Question: Show that the right circular cone of least curved surface and given volume has an altitude equal to ...

Question

Show that the right circular cone of least curved surface and given volume has an altitude equal to $\sqrt 2$ times the radius of the base.

Answer 1

Solution

Hint : We are asked to prove that the height of a right circular cone is $\sqrt 2$ times the radius of the base if the surface area of the cone is minimal. First, recall the formulas for volume and surface area of a right circular cone. Apply the condition for minimum of a quantity and use this to prove the given statement.

Complete step-by-step answer :
Let the radius of the base be $r$ , the slant height be $l$ and height of the cone be $h$ .
Volume of a right circular cone can be written as,
$V = \dfrac{1}{3}\pi {({\text{radius}})^2}({\text{height}})$
Here the volume will be
$V = \dfrac{1}{3}\pi {r^2}h$ (i)
Surface area of a cone is written as,
$S = \pi ({\text{radius)(slant height}})$
Here, the surface area will be
$S = \pi rl$ (ii)
The slant height of a cone can be written as,
${\left( {{\text{slant height}}} \right)^2} = {\left( {{\text{radius}}} \right)^2} + {\left( {{\text{height}}} \right)^2}$
Here, the slant height will be,
${l^2} = {r^2} + {h^2}$ (iii)
Squaring equation (ii) on both sides we get,
${S^2} = {\pi ^2}{r^2}{l^2}$
Using equation (iii) in the above equation we get,
${S^2} = {\pi ^2}{r^2}({r^2} + {h^2})$
$\Rightarrow {S^2} = {\pi ^2}{r^4} + {\pi ^2}{r^2}{h^2}$ (iv)
From equation (i), we have,
$h = \dfrac{{3V}}{{\pi {r^2}}}$ (v)
Using equation (v) in (iv) we get,
${S^2} = {\pi ^2}{r^4} + {\pi ^2}{r^2}{\left( {\dfrac{{3V}}{{\pi {r^2}}}} \right)^2}$
$\Rightarrow {S^2} = {\pi ^2}{r^4} + {\pi ^2}{r^2}\left( {\dfrac{{9V^2}}{{{\pi ^2}{r^4}}}} \right)$
$\Rightarrow {S^2} = {\pi ^2}{r^4} + \dfrac{{9V^2}}{{{r^2}}}$ (vi)
Now, we differentiate equation (vi) with respect to $r$ and we get
$2S\dfrac{{dS}}{{dr}} = - 2\dfrac{{9V^2}}{{{r^3}}} + 4{\pi ^2}{r^3}$
$\Rightarrow S\dfrac{{dS}}{{dr}} = - \dfrac{{9V^2}}{{{r^3}}} + 2{\pi ^2}{r^3}$ (vii)
For minimum surface area, $\dfrac{{dS}}{{dr}}$ should be equal to zero. Therefore, equating the L.H.S of equation (vii) to zero we get,
$0 = - \dfrac{{9V^2}}{{{r^3}}} + 2{\pi ^2}{r^3}$
$\Rightarrow 2{\pi ^2}{r^3} = \dfrac{{9V^2}}{{{r^3}}}$
$\Rightarrow 2{\pi ^2}{r^6} = 9{V^2}$
Now, substituting the value of $V$ in the above equation we get,
$2{\pi ^2}{r^6} = 9{\left( {\dfrac{1}{3}\pi {r^2}h} \right)^2}$
$\Rightarrow 2{\pi ^2}{r^6} = 9 \times \dfrac{1}{9}{\pi ^2}{r^4}{h^2}$
$\Rightarrow 2{r^2} = {h^2}$
$\Rightarrow h = \sqrt 2 r$
Therefore, for the right circular cone of least surface area the height or altitude of the cone is $\sqrt 2$ times the radius of the base.
So, the correct answer is “ $h = \sqrt 2 r$ ”.

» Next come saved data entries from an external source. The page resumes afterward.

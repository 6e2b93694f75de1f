use wasm_bindgen::JsCast;
use web_sys::Element;

use super::element::{WebElement, WebInput};
use super::listener::WebListener;
use crate::core::{BoardHost, GestureKind};
use crate::error::HookError;

/// The live document.
#[derive(Debug, Clone, Copy, Default)]
pub struct WebHost;

impl BoardHost for WebHost {
    type Element = WebElement;
    type Input = WebInput;
    type Listener = WebListener;

    fn query_all(&self, root: &WebElement, selector: &str) -> Result<Vec<WebElement>, HookError> {
        let nodes = root.0.query_selector_all(selector).map_err(HookError::from_js)?;
        Ok((0..nodes.length())
            .filter_map(|index| nodes.get(index))
            .filter_map(|node| node.dyn_into::<Element>().ok())
            .map(WebElement)
            .collect())
    }

    fn listen(
        &self,
        element: &WebElement,
        kind: GestureKind,
        handler: Box<dyn Fn(&WebInput)>,
    ) -> Result<WebListener, HookError> {
        WebListener::new(&element.0, kind.event_type(), move |event| handler(&WebInput(event)))
    }
}
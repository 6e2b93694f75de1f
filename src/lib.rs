//! Client hooks for a server-rendered kanban board.
//!
//! The drag-and-drop adapter turns HTML5 drag gestures on cards and columns
//! into `drop_batch` / `drop_unbatched` events for the server, which owns the
//! board and re-renders it. A command palette hook maps keyboard shortcuts to
//! palette events, and a timezone hook fills a form input with the browser's
//! time zone. All three are exported to JavaScript from [`hooks`].

pub mod components;
pub mod config;
pub mod core;
pub mod error;
pub mod features;
pub mod hooks;
pub mod models;
pub mod web;

pub use config::{BoardConfig, PaletteConfig};
pub use error::HookError;
pub use features::kanban::{AttachSummary, DragDropAdapter};
pub use hooks::{CommandPalette, KanbanDragDrop, TimezoneInput};
pub use models::{Card, CardKind, Column, DragPayload, Notification};
use leptos::prelude::*;

/// A drop target for one workflow status.
#[component]
pub fn KanbanColumn(
    #[prop(into)] status: String,
    /// Heading text; the raw status when omitted.
    #[prop(optional, into)]
    title: Option<String>,
    children: Children,
) -> impl IntoView {
    let heading = title.unwrap_or_else(|| status.clone());
    view! {
        <div class="kanban-column" data-status=status>
            <div class="column-header">
                <h3>{heading}</h3>
            </div>
            <div class="column-content">{children()}</div>
        </div>
    }
}
//! The slice of the DOM the board hooks touch.
//!
//! Hooks are written against these traits so the gesture logic runs the same
//! over `web_sys` in the browser and over an in-memory tree in unit tests.

use crate::error::HookError;

/// An element carrying board attributes and visual state classes.
pub trait BoardElement: Clone + 'static {
    fn attribute(&self, name: &str) -> Option<String>;
    fn add_class(&self, class: &str);
    fn remove_class(&self, class: &str);
    fn has_class(&self, class: &str) -> bool;
    /// Identity, not structural equality.
    fn is_same(&self, other: &Self) -> bool;
}

/// The drag data channel of one gesture (`DataTransfer` in the browser).
pub trait DragData {
    fn set_data(&self, format: &str, data: &str);
    fn data(&self, format: &str) -> Option<String>;
    fn set_effect_allowed(&self, effect: &str);
    fn set_drop_effect(&self, effect: &str);
}

/// A dispatched gesture event.
pub trait GestureInput {
    type Element: BoardElement;
    type Data: DragData;

    /// `None` for events without a data channel, such as clicks.
    fn drag_data(&self) -> Option<Self::Data>;
    fn target(&self) -> Option<Self::Element>;
    fn prevent_default(&self);
    fn stop_propagation(&self);
}

#[derive(Debug, Clone, Copy, PartialEq, Eq, Hash)]
pub enum GestureKind {
    DragStart,
    DragEnd,
    Click,
    DragOver,
    DragLeave,
    Drop,
}

impl GestureKind {
    pub const CARD: [GestureKind; 3] = [GestureKind::DragStart, GestureKind::DragEnd, GestureKind::Click];
    pub const COLUMN: [GestureKind; 3] = [GestureKind::DragOver, GestureKind::DragLeave, GestureKind::Drop];

    /// DOM event type the gesture is dispatched as.
    pub fn event_type(self) -> &'static str {
        match self {
            GestureKind::DragStart => "dragstart",
            GestureKind::DragEnd => "dragend",
            GestureKind::Click => "click",
            GestureKind::DragOver => "dragover",
            GestureKind::DragLeave => "dragleave",
            GestureKind::Drop => "drop",
        }
    }
}

/// Element lookup and listener registration.
///
/// A `Listener` is a registration handle: dropping it removes the listener
/// from its element.
pub trait BoardHost: 'static {
    type Element: BoardElement;
    type Input: GestureInput<Element = Self::Element>;
    type Listener;

    fn query_all(&self, root: &Self::Element, selector: &str) -> Result<Vec<Self::Element>, HookError>;

    fn listen(
        &self,
        element: &Self::Element,
        kind: GestureKind,
        handler: Box<dyn Fn(&Self::Input)>,
    ) -> Result<Self::Listener, HookError>;
}
//! `web_sys` implementations of the board traits and the LiveView bridge.

pub mod element;
pub mod host;
pub mod listener;
pub mod live_view;

pub use element::{WebDragData, WebElement, WebInput};
pub use host::WebHost;
pub use listener::WebListener;
pub use live_view::{LiveViewHook, LiveViewOwner};
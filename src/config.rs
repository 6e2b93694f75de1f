use serde::de::DeserializeOwned;
use serde::{Deserialize, Serialize};
use wasm_bindgen::JsValue;

use crate::error::HookError;

/// Markup contract and visual classes used by the drag-and-drop board.
///
/// JavaScript may pass a partial object (camelCase keys) as the hook's
/// second constructor argument; missing keys keep their defaults.
#[derive(Debug, Clone, PartialEq, Eq, Serialize, Deserialize)]
#[serde(default, rename_all = "camelCase")]
pub struct BoardConfig {
    pub card_selector: String,
    pub column_selector: String,
    /// Presence of this attribute makes a card a batch card.
    pub batch_code_attribute: String,
    pub product_id_attribute: String,
    pub status_attribute: String,
    pub dragging_class: String,
    pub drop_target_class: String,
    /// Format the drag payload is stored under in the data transfer.
    pub payload_format: String,
    pub debug: bool,
}

impl Default for BoardConfig {
    fn default() -> Self {
        Self {
            card_selector: ".kanban-card".to_string(),
            column_selector: ".kanban-column".to_string(),
            batch_code_attribute: "data-batch-code".to_string(),
            product_id_attribute: "data-product-id".to_string(),
            status_attribute: "data-status".to_string(),
            dragging_class: "dragging".to_string(),
            drop_target_class: "drag-over".to_string(),
            payload_format: "application/json".to_string(),
            debug: false,
        }
    }
}

impl BoardConfig {
    pub fn from_js(value: JsValue) -> Result<Self, HookError> {
        let config: Self = from_js_or_default(value)?;
        config.validate()?;
        Ok(config)
    }

    pub fn validate(&self) -> Result<(), HookError> {
        let fields = [
            ("cardSelector", &self.card_selector),
            ("columnSelector", &self.column_selector),
            ("batchCodeAttribute", &self.batch_code_attribute),
            ("productIdAttribute", &self.product_id_attribute),
            ("statusAttribute", &self.status_attribute),
            ("draggingClass", &self.dragging_class),
            ("dropTargetClass", &self.drop_target_class),
            ("payloadFormat", &self.payload_format),
        ];
        match fields.iter().find(|(_, value)| value.trim().is_empty()) {
            Some((name, _)) => Err(HookError::InvalidConfig(format!("`{}` must not be empty", name))),
            None => Ok(()),
        }
    }
}

/// Settings for the command palette hook.
#[derive(Debug, Clone, PartialEq, Eq, Serialize, Deserialize)]
#[serde(default, rename_all = "camelCase")]
pub struct PaletteConfig {
    /// Key that opens the palette together with Cmd (macOS) or Ctrl.
    pub shortcut_key: String,
    /// Attribute on the hook element holding `"true"` while the palette is open.
    pub open_attribute: String,
    pub debug: bool,
}

impl Default for PaletteConfig {
    fn default() -> Self {
        Self {
            shortcut_key: "k".to_string(),
            open_attribute: "data-open".to_string(),
            debug: false,
        }
    }
}

impl PaletteConfig {
    pub fn from_js(value: JsValue) -> Result<Self, HookError> {
        let config: Self = from_js_or_default(value)?;
        if config.shortcut_key.is_empty() {
            return Err(HookError::InvalidConfig("`shortcutKey` must not be empty".to_string()));
        }
        Ok(config)
    }
}

fn from_js_or_default<T: DeserializeOwned + Default>(value: JsValue) -> Result<T, HookError> {
    if value.is_undefined() || value.is_null() {
        return Ok(T::default());
    }
    serde_wasm_bindgen::from_value(value).map_err(|e| HookError::InvalidConfig(e.to_string()))
}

Note : There are few important geometrical shapes such as cone, cylinder, cube, cuboid and sphere. You should always remember the formulas for volume and surface area of these shapes and most of the questions asked in geometry are related to these formulas. Also, remember the condition for maxima or minima of a quantity.